I'm a bit of a horder, so although I like to give things away, there are just some odd things I can't bear to part with.

For example:

Each time I come across my wellies, my heart kind of melts.

I've had them since I was 15. They're black, one size or maybe just a half size too small for me now in my post-child bearing, past mid-life female form, but I still cram my feet into them when I need them and they are still quintessentially me.

I bought these wellies because my boyfriend at the time told me to. He was an interesting person, into  fishing and woodworking and other things I thought were nice when I was 15. I'd been fishing with him a few times. My Dad was an avid fisherman and I think I might have borrowed one of his rods. I didn't really want to catch a fish. I just liked the romance of the activity. This boyfriend, let's call him Wyn, was a true outdoorsman.
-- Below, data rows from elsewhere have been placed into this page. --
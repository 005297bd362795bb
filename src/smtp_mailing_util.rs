use async_trait::async_trait;
use chrono::{DateTime, Local};
use lettre::message::{Mailbox, MultiPart, SinglePart};
use lettre::transport::smtp::authentication::{Credentials, Mechanism};
use lettre::transport::smtp::PoolConfig;
use lettre::{AsyncSmtpTransport, AsyncTransport, Message, Tokio1Executor};
use thiserror::Error;

use crate::data_structs::app_config::{ContactConfig, SmtpConfig};
use crate::data_structs::requests::contact_submission::ValidatedSubmission;

#[derive(Debug, Error)]
pub enum MailError {
    #[error("invalid address: {0}")]
    Address(#[from] lettre::address::AddressError),
    #[error("could not build message: {0}")]
    Build(#[from] lettre::error::Error),
    #[error("smtp error: {0}")]
    Transport(#[from] lettre::transport::smtp::Error),
}

/// Hands a finished email to the outbound relay.
#[async_trait]
pub trait Mailer: Send + Sync {
    async fn send(&self, email: &ContactEmail) -> Result<(), MailError>;
}

/// A contact form submission rendered as an email to the company inbox.
#[derive(Debug, Clone, PartialEq, Eq)]
pub struct ContactEmail {
    pub from: String,
    pub to: String,
    pub reply_to: String,
    pub subject: String,
    pub text_body: String,
    pub html_body: String,
}

impl ContactEmail {

    pub fn render(submission: &ValidatedSubmission, config: &ContactConfig, sent_at: DateTime<Local>) -> ContactEmail {
        let timestamp = sent_at.format("%-m/%-d/%Y, %-I:%M:%S %p").to_string();

        let text_body = format!(
            "New Contact Form Submission\n\nName: {}\nEmail: {}\nMessage: {}\n\nSent: {}\n",
            submission.name, submission.email, submission.message, timestamp
        );

        let html_body = format!(
            r#"<div style="font-family: Arial, sans-serif; max-width: 600px; margin: 0 auto;">
  <h2 style="color: #0ea5e9;">New Contact Form Submission</h2>
  <div style="background: #f3f4f6; padding: 20px; border-radius: 8px; margin: 20px 0;">
    <p><strong>Name:</strong> {}</p>
    <p><strong>Email:</strong> {}</p>
    <p><strong>Message:</strong></p>
    <p style="white-space: pre-wrap;">{}</p>
  </div>
  <p style="color: #6b7280; font-size: 12px;">
    Sent from multikor.ai contact form on {}
  </p>
</div>
"#,
            html_escape(submission.name),
            html_escape(submission.email),
            html_escape(submission.message),
            timestamp
        );

        return ContactEmail {
            from: config.from_address.clone(),
            to: config.recipient.clone(),
            reply_to: submission.email.to_string(),
            subject: format!("New Contact Form Submission from {}", submission.name),
            text_body,
            html_body,
        };
    }

    pub fn to_message(&self) -> Result<Message, MailError> {
        let message = Message::builder()
            .from(self.from.parse::<Mailbox>()?)
            .reply_to(self.reply_to.parse::<Mailbox>()?)
            .to(self.to.parse::<Mailbox>()?)
            .subject(&self.subject)
            .multipart(
                MultiPart::alternative()
                    .singlepart(
                        SinglePart::builder()
                            .header(lettre::message::header::ContentType::TEXT_PLAIN)
                            .body(self.text_body.clone())
                    )
                    .singlepart(
                        SinglePart::builder()
                            .header(lettre::message::header::ContentType::TEXT_HTML)
                            .body(self.html_body.clone())
                    )
            )?;
        return Ok(message);
    }
}

fn html_escape(s: &str) -> String {
    s.replace('&', "&amp;")
        .replace('<', "&lt;")
        .replace('>', "&gt;")
        .replace('"', "&quot;")
        .replace('\'', "&#39;")
}

#[derive(Clone)]
pub struct SmtpMailer {
    transport: AsyncSmtpTransport<Tokio1Executor>,
}

impl SmtpMailer {
    pub fn new(transport: AsyncSmtpTransport<Tokio1Executor>) -> Self {
        SmtpMailer { transport }
    }

    pub async fn test_connection(&self) -> Result<bool, MailError> {
        Ok(self.transport.test_connection().await?)
    }
}

#[async_trait]
impl Mailer for SmtpMailer {
    async fn send(&self, email: &ContactEmail) -> Result<(), MailError> {
        let message = email.to_message()?;
        self.transport.send(message).await?;
        Ok(())
    }
}

pub fn create_smtp_transport(config: &SmtpConfig) -> Result<AsyncSmtpTransport<Tokio1Executor>, MailError> {
    let builder = if config.secure {
        AsyncSmtpTransport::<Tokio1Executor>::relay(&config.host)?
    } else {
        AsyncSmtpTransport::<Tokio1Executor>::starttls_relay(&config.host)?
    };

    let mut builder = builder
        .port(config.port)
        .pool_config(PoolConfig::new().max_size(5));

    // credentials are only sent when both halves are configured
    if let (Some(username), Some(password)) = (&config.username, &config.password) {
        builder = builder
            .credentials(Credentials::new(username.to_owned(), password.to_owned()))
            .authentication(vec![Mechanism::Plain, Mechanism::Login]);
    }

    return Ok(builder.build());
}

#[cfg(test)]
mod tests {
    use chrono::TimeZone;

    use super::*;
    use crate::data_structs::app_config::{DEFAULT_FROM_ADDRESS, DEFAULT_VERIFY_URL, RECIPIENT_ADDRESS};

    fn contact_config() -> ContactConfig {
        ContactConfig {
            recaptcha_secret: "s3cret".to_string(),
            verify_url: DEFAULT_VERIFY_URL.to_string(),
            from_address: DEFAULT_FROM_ADDRESS.to_string(),
            recipient: RECIPIENT_ADDRESS.to_string(),
        }
    }

    fn submission<'a>(name: &'a str, email: &'a str, message: &'a str) -> ValidatedSubmission<'a> {
        ValidatedSubmission { name, email, message, recaptcha_token: "tok1" }
    }

    fn afternoon() -> DateTime<Local> {
        Local.with_ymd_and_hms(2024, 3, 7, 14, 5, 9).unwrap()
    }

    #[test]
    fn render_routes_replies_to_submitter() {
        let email = ContactEmail::render(&submission("Ada", "ada@example.com", "Hello"), &contact_config(), afternoon());

        assert_eq!(email.from, "noreply@multikor.ai");
        assert_eq!(email.to, "info@multikor.ai");
        assert_eq!(email.reply_to, "ada@example.com");
        assert_eq!(email.subject, "New Contact Form Submission from Ada");
    }

    #[test]
    fn both_bodies_carry_fields_and_timestamp() {
        let email = ContactEmail::render(&submission("Ada", "ada@example.com", "Hello"), &contact_config(), afternoon());

        for body in [&email.text_body, &email.html_body] {
            assert!(body.contains("Ada"));
            assert!(body.contains("ada@example.com"));
            assert!(body.contains("Hello"));
            assert!(body.contains("3/7/2024, 2:05:09 PM"));
        }
    }

    #[test]
    fn html_body_escapes_user_content() {
        let email = ContactEmail::render(
            &submission("<b>Eve</b>", "eve@example.com", "a & b <script>"),
            &contact_config(),
            afternoon(),
        );

        assert!(email.html_body.contains("&lt;b&gt;Eve&lt;/b&gt;"));
        assert!(email.html_body.contains("a &amp; b &lt;script&gt;"));
        assert!(!email.html_body.contains("<script>"));
        // the plain-text part is left as typed
        assert!(email.text_body.contains("a & b <script>"));
    }

    #[test]
    fn message_sets_reply_to_and_envelope() {
        let email = ContactEmail::render(&submission("Ada", "ada@example.com", "Hello"), &contact_config(), afternoon());
        let message = email.to_message().unwrap();

        assert_eq!(message.headers().get_raw("Reply-To"), Some("ada@example.com"));
        assert_eq!(message.headers().get_raw("Subject"), Some("New Contact Form Submission from Ada"));
        let recipients: Vec<String> = message.envelope().to().iter().map(|a| a.to_string()).collect();
        assert_eq!(recipients, vec!["info@multikor.ai"]);
        let formatted = String::from_utf8(message.formatted()).unwrap();
        assert!(formatted.contains("multipart/alternative"));
    }

    #[test]
    fn unparseable_reply_to_fails_to_build() {
        let email = ContactEmail::render(&submission("Ada", "not an address", "Hello"), &contact_config(), afternoon());

        assert!(matches!(email.to_message(), Err(MailError::Address(_))));
    }

    // the pooled transport spawns its reaper task, so it needs a runtime
    #[tokio::test]
    async fn transport_builds_for_both_tls_modes() {
        let mut config = SmtpConfig {
            host: "smtp.example.com".to_string(),
            port: 587,
            secure: false,
            username: Some("mailer".to_string()),
            password: Some("hunter2".to_string()),
        };
        assert!(create_smtp_transport(&config).is_ok());

        config.secure = true;
        config.port = 465;
        config.password = None;
        assert!(create_smtp_transport(&config).is_ok());
    }
}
He loved nothing better than to sit, in all weathers, on the bank of our local canal under a huge umbrella and fix his gaze on the float. He also thought it his duty to walk the canal towpath regularly to check for things thrown in the water that might poison the fish. He seemed to love fish. He had a keepnet, but I dont remember him using it. He didn't catch a fish often, but if he did he would handle it very carefully and skillfully, removing the hook from its mouth gently so as to not damage it, inspect it closely, then plop it back in the water.
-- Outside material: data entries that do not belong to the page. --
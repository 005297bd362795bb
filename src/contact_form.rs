use async_trait::async_trait;
use log::{info, warn};
use reqwest::StatusCode;
use serde::{Deserialize, Serialize};
use thiserror::Error;

use crate::data_structs::requests::contact_submission::ContactSubmission;

/// Where the contact form is in its submit cycle. Drives which banner the page shows.
#[derive(Debug, Default, Clone, Copy, PartialEq, Eq)]
#[derive(Deserialize, Serialize)]
#[serde(rename_all = "kebab-case")]
pub enum FormStatus {
    #[default]
    Idle,
    Sending,
    Success,
    Error,
    CaptchaError,
}

#[derive(Debug, Clone, Copy, PartialEq, Eq)]
pub enum FormField {
    Name,
    Email,
    Message,
}

/// The client-side bot-mitigation widget.
pub trait CaptchaWidget {
    /// The proof token, or `None` while the challenge is not completed.
    fn token(&self) -> Option<String>;
    fn reset(&mut self);
}

#[derive(Debug, Error)]
#[error("contact request failed: {0}")]
pub struct TransportError(pub String);

impl From<reqwest::Error> for TransportError {
    fn from(err: reqwest::Error) -> Self {
        TransportError(err.to_string())
    }
}

/// Delivers a submission to the contact endpoint and reports the HTTP status.
#[async_trait]
pub trait ContactTransport: Send + Sync {
    async fn post_contact(&self, submission: &ContactSubmission) -> Result<StatusCode, TransportError>;
}

#[derive(Debug, Clone)]
pub struct HttpContactClient {
    client: reqwest::Client,
    endpoint: String,
}

impl HttpContactClient {
    pub fn new(base_url: &str) -> Self {
        return HttpContactClient {
            client: reqwest::Client::new(),
            endpoint: format!("{}/api/contact", base_url.trim_end_matches('/')),
        };
    }

    pub fn endpoint(&self) -> &str {
        &self.endpoint
    }
}

#[async_trait]
impl ContactTransport for HttpContactClient {
    async fn post_contact(&self, submission: &ContactSubmission) -> Result<StatusCode, TransportError> {
        let response = self.client.post(&self.endpoint)
            .json(submission)
            .send().await?;
        Ok(response.status())
    }
}

#[derive(Debug, Default, Clone, PartialEq, Eq)]
pub struct ContactForm {
    name: String,
    email: String,
    message: String,
    status: FormStatus,
}

impl ContactForm {
    pub fn new() -> Self {
        Self::default()
    }

    pub fn status(&self) -> FormStatus {
        self.status
    }

    pub fn field(&self, field: FormField) -> &str {
        match field {
            FormField::Name => &self.name,
            FormField::Email => &self.email,
            FormField::Message => &self.message,
        }
    }

    // the submit button is disabled while a request is in flight
    pub fn can_submit(&self) -> bool {
        self.status != FormStatus::Sending
    }

    /// Updates a field. A finished outcome banner is cleared so it does not
    /// linger over the new input; an in-flight request is left alone.
    pub fn edit(&mut self, field: FormField, value: &str) {
        let slot = match field {
            FormField::Name => &mut self.name,
            FormField::Email => &mut self.email,
            FormField::Message => &mut self.message,
        };
        *slot = value.to_string();

        if matches!(self.status, FormStatus::Success | FormStatus::Error | FormStatus::CaptchaError) {
            self.status = FormStatus::Idle;
        }
    }

    /// Starts a submission with the widget's current token.
    ///
    /// Returns the request to send, or `None` when nothing should go out: the
    /// widget is incomplete (status becomes `CaptchaError`), a request is already
    /// in flight, or the last one just succeeded and nothing has been edited since.
    pub fn begin_submission(&mut self, token: Option<String>) -> Option<ContactSubmission> {
        if matches!(self.status, FormStatus::Sending | FormStatus::Success) {
            return None;
        }

        let Some(token) = token.filter(|token| !token.is_empty()) else {
            self.status = FormStatus::CaptchaError;
            return None;
        };

        self.status = FormStatus::Sending;
        return Some(ContactSubmission::new(&self.name, &self.email, &self.message, &token));
    }

    /// Applies the endpoint's answer to an in-flight submission.
    pub fn finish_submission<W: CaptchaWidget>(&mut self, outcome: Result<StatusCode, TransportError>, widget: &mut W) {
        if self.status != FormStatus::Sending {
            return;
        }

        match outcome {
            Ok(status) if status.is_success() => {
                self.name.clear();
                self.email.clear();
                self.message.clear();
                widget.reset();
                self.status = FormStatus::Success;
            }
            Ok(status) => {
                warn!("Contact endpoint answered {}", status);
                self.status = FormStatus::Error;
            }
            Err(err) => {
                warn!("{}", err);
                self.status = FormStatus::Error;
            }
        }
    }

    /// Runs one full submit cycle and returns the resulting status.
    pub async fn submit<W, T>(&mut self, widget: &mut W, transport: &T) -> FormStatus
    where
        W: CaptchaWidget,
        T: ContactTransport + ?Sized,
    {
        let Some(submission) = self.begin_submission(widget.token()) else {
            return self.status;
        };

        let outcome = transport.post_contact(&submission).await;
        self.finish_submission(outcome, widget);
        info!("Contact form is now {:?}", self.status);
        return self.status;
    }
}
When Wyn invited me to go night fishing, I was very excited. He advised me to get some good wellies and even told me where to buy them and so I did. They were expensive and I didn't have much spare cash at the time. I had a Saturday job at Littlewoods, a department store in Shopping City, but since working there, my Dad had stopped giving me pocket money and most of my wages went on going to see bands in Liverpool and Manchester.

So, I can remember being a little reluctant to spend a lot of money on wellies. They're made by Dunlop. Black, proper wellies that don't come up to your knees, and it's therefore not surprising that 43 years later, their linings are blackened by water and snow coming in over their tops.
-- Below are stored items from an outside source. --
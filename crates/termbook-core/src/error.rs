//! Data access error types.
//!
//! Every read or write against the flat files reports failures through
//! [`StoreError`], so the presentation layer can tell a malformed file apart
//! from an unreadable one without string matching.

use std::path::PathBuf;

use thiserror::Error;

/// Errors raised by the term store, statistics aggregator, and quiz grader.
#[derive(Debug, Error)]
pub enum StoreError {
    /// A data line did not split into the expected number of fields.
    #[error("{}:{line}: expected {expected} fields, found {found}", .path.display())]
    MalformedRecord {
        path: PathBuf,
        line: usize,
        expected: usize,
        found: usize,
    },

    /// The file could not be read or written.
    #[error("I/O error on {}: {source}", .path.display())]
    Io {
        path: PathBuf,
        #[source]
        source: std::io::Error,
    },

    /// The file has no header line to preserve on rewrite.
    #[error("{} has no header line", .path.display())]
    MissingHeader { path: PathBuf },

    /// Statistics were requested over a file with no data lines.
    #[error("no records in {}", .path.display())]
    EmptyDataset { path: PathBuf },

    /// A quiz score was requested over zero questions.
    #[error("cannot score a quiz with no questions")]
    DivisionUndefined,
}

impl StoreError {
    pub(crate) fn io(path: impl Into<PathBuf>, source: std::io::Error) -> Self {
        StoreError::Io {
            path: path.into(),
            source,
        }
    }

    /// Returns `true` if the failure comes from file contents rather than the
    /// filesystem.
    pub fn is_data_error(&self) -> bool {
        matches!(
            self,
            StoreError::MalformedRecord { .. }
                | StoreError::MissingHeader { .. }
                | StoreError::EmptyDataset { .. }
        )
    }
}

pub type Result<T> = std::result::Result<T, StoreError>;

#[cfg(test)]
mod tests {
    use super::*;

    #[test]
    fn malformed_record_message_names_location() {
        let err = StoreError::MalformedRecord {
            path: PathBuf::from("data/terms.csv"),
            line: 4,
            expected: 3,
            found: 2,
        };
        assert_eq!(
            err.to_string(),
            "data/terms.csv:4: expected 3 fields, found 2"
        );
        assert!(err.is_data_error());
    }

    #[test]
    fn io_is_not_a_data_error() {
        let err = StoreError::io(
            "missing.csv",
            std::io::Error::new(std::io::ErrorKind::NotFound, "gone"),
        );
        assert!(!err.is_data_error());
        assert!(err.to_string().contains("missing.csv"));
    }
}
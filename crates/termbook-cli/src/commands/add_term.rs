//! The `termbook add-term` command.

use std::path::{Path, PathBuf};

use anyhow::Result;

use termbook_core::model::{SubmissionOutcome, TermSubmission};
use termbook_core::traits::{NoopCache, ResponseCache};
use termbook_core::{load_config_from, TermStore};
use termbook_report::RenderedSite;

/// Exit code for a submission rejected by validation.
const EXIT_REJECTED: i32 = 2;

pub fn execute(
    config_path: Option<&Path>,
    term: String,
    definition: String,
    name: Option<String>,
    site: Option<PathBuf>,
    format: String,
) -> Result<()> {
    let config = load_config_from(config_path)?;
    let store = TermStore::new(config.terms_path());

    let cache: Box<dyn ResponseCache> = match site {
        Some(dir) => Box::new(RenderedSite::new(dir)),
        None => Box::new(NoopCache),
    };

    let submission = TermSubmission {
        name,
        term,
        definition,
    };
    let outcome = store.submit(&submission, &*cache)?;

    if format == "json" {
        println!("{}", serde_json::to_string_pretty(&outcome)?);
    } else {
        match &outcome {
            SubmissionOutcome::Added { name, record } => {
                if let Some(name) = name {
                    println!("Thank you, {name}.");
                }
                println!("Added {}: {}", record.term, record.definition);
            }
            SubmissionOutcome::Rejected { reason, .. } => {
                eprintln!("Rejected ({}): {}", reason.field(), reason.message());
            }
        }
    }

    if !outcome.is_added() {
        std::process::exit(EXIT_REJECTED);
    }

    Ok(())
}
//! The `termbook init` command.

use std::path::Path;

use anyhow::{Context, Result};

pub fn execute() -> Result<()> {
    write_if_missing(Path::new("termbook.toml"), SAMPLE_CONFIG)?;

    std::fs::create_dir_all("data").context("failed to create data directory")?;
    write_if_missing(Path::new("data/terms.csv"), SEED_TERMS)?;
    write_if_missing(Path::new("data/texts.csv"), SEED_TEXTS)?;
    write_if_missing(Path::new("data/tests.csv"), SEED_QUIZ)?;

    println!("\nNext steps:");
    println!("  1. Run: termbook terms");
    println!("  2. Run: termbook quiz");
    println!("  3. Run: termbook render --output site");

    Ok(())
}

fn write_if_missing(path: &Path, content: &str) -> Result<()> {
    if path.exists() {
        println!("{} already exists, skipping.", path.display());
    } else {
        std::fs::write(path, content)
            .with_context(|| format!("failed to write {}", path.display()))?;
        println!("Created {}", path.display());
    }
    Ok(())
}

const SAMPLE_CONFIG: &str = r#"# termbook configuration

data_dir = "./data"
terms_file = "terms.csv"
texts_file = "texts.csv"
quiz_file = "tests.csv"
"#;

const SEED_TERMS: &str = "term;definition;source
affix;a morpheme attached to a word stem to form a new word;db
cognate;a word that has the same origin as a word in another language;db
idiom;a group of words whose meaning is not deducible from the individual words;db
lexeme;an abstract unit of vocabulary underlying a set of inflected forms;db
morpheme;the smallest meaningful unit of a language;db
";

const SEED_TEXTS: &str = "text;translation;source
Break a leg;Good luck;db
Piece of cake;Something very easy;db
Under the weather;Feeling ill;db
";

const SEED_QUIZ: &str = "text;country
Bonjour;France
Ciao;Italy
Hola;Spain
Guten Tag;Germany
";
//! The `termbook quiz` command.
//!
//! Without answers this shows the questions; with answers it grades them.

use std::path::Path;

use anyhow::{Context, Result};
use comfy_table::{Cell, Table};

use termbook_core::load_config_from;
use termbook_core::quiz::{grade, load_questions, parse_answer_pairs};
use termbook_report::html;

pub fn execute(config_path: Option<&Path>, answers: Vec<String>, format: String) -> Result<()> {
    let config = load_config_from(config_path)?;
    let questions = load_questions(&config.quiz_path()).context("failed to load quiz")?;

    if answers.is_empty() {
        match format.as_str() {
            "json" => println!("{}", serde_json::to_string_pretty(&questions)?),
            "html" => println!("{}", html::render_quiz_questions(&questions)),
            _ => {
                for q in &questions {
                    println!("{:>3}. {}", q.index, q.prompt);
                }
                println!("\nAnswer with: termbook quiz --answer INDEX=ANSWER ...");
            }
        }
        return Ok(());
    }

    let answers = parse_answer_pairs(answers.as_slice())?;
    let outcome = grade(&questions, &answers)?;

    match format.as_str() {
        "json" => println!("{}", serde_json::to_string_pretty(&outcome)?),
        "html" => println!("{}", html::render_quiz_result(&outcome)),
        _ => {
            let mut table = Table::new();
            table.set_header(vec!["#", "Text", "Your answer", "Expected", ""]);
            for a in &outcome.answers {
                table.add_row(vec![
                    Cell::new(a.index),
                    Cell::new(&a.prompt),
                    Cell::new(&a.submitted),
                    Cell::new(&a.expected),
                    Cell::new(if a.correct { "OK" } else { "WRONG" }),
                ]);
            }
            println!("{table}");
            println!(
                "Score: {:.1}% ({}/{})",
                outcome.score,
                outcome.correct_count(),
                outcome.answers.len()
            );
        }
    }

    Ok(())
}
I got the wellies and went night fishing. I don't remember catching fish, but I do remember the moon being bright and lighting the way and the water on the canal. I remember the metallic tang of the cheap beer we brought and drank from the can. I remember the fine rain and the dampening dew of the earliest morning and the smell and shuffling sound of our Belstaffs.

We didn't talk much at all. I had to listen to instruction because otherwise it would have been either dangerous or fruitless. Canals are potentially hazardous places and fish have good ears apparently.

So we spent the night together sitting near, but not next to each other.

We didn't think it brought us romantically together. We didn't talk about our shared experience or passion or communicating without talking if we ever referred to it afterwards. We didn't even kiss, except, as I remember, a little peck goodbye as our ways home parted and I went down the hill and he went off up another.

It was just night fishing.

We got engaged eventually.

Then we split up.

And I've still got the wellies.

Along with a couple of other beautiful things he made in wood.

I sometimes look at them and think, yes, they really do reflect a part of who I was and who I am still.

Perhaps I should just shove my feet into these wellies whenever I'm wondering just who am I.














Precipitation


Rain,

Snow,

Sleet,

dew,

a casting down

( of the evil angels from Heaven),

The separation of a solid substance

from a solution,

in alchemy.


Act of falling

headlong.

Unwise

haste.

Rash rapidity.




Friday Phrase



Each child born,

So fragile, yet,

The will to live within so strong.

Not all are nurtured,

They struggle to survive;

HANDLE WITH CARE


Female


We're not supposed to voice our differences,             ( Medusa's shadow is cast upon the wall behind                
                                                                                      us)
For fear of fixing each other in stone;                          as we exchange our gifts;

          those ideas and dreams that we struggle to transform into living, pulsing, moving entities,

All the time fearing their fragility,                                Worrying that they might fragment,

Their potential for being disfigured,                              Into rigidity.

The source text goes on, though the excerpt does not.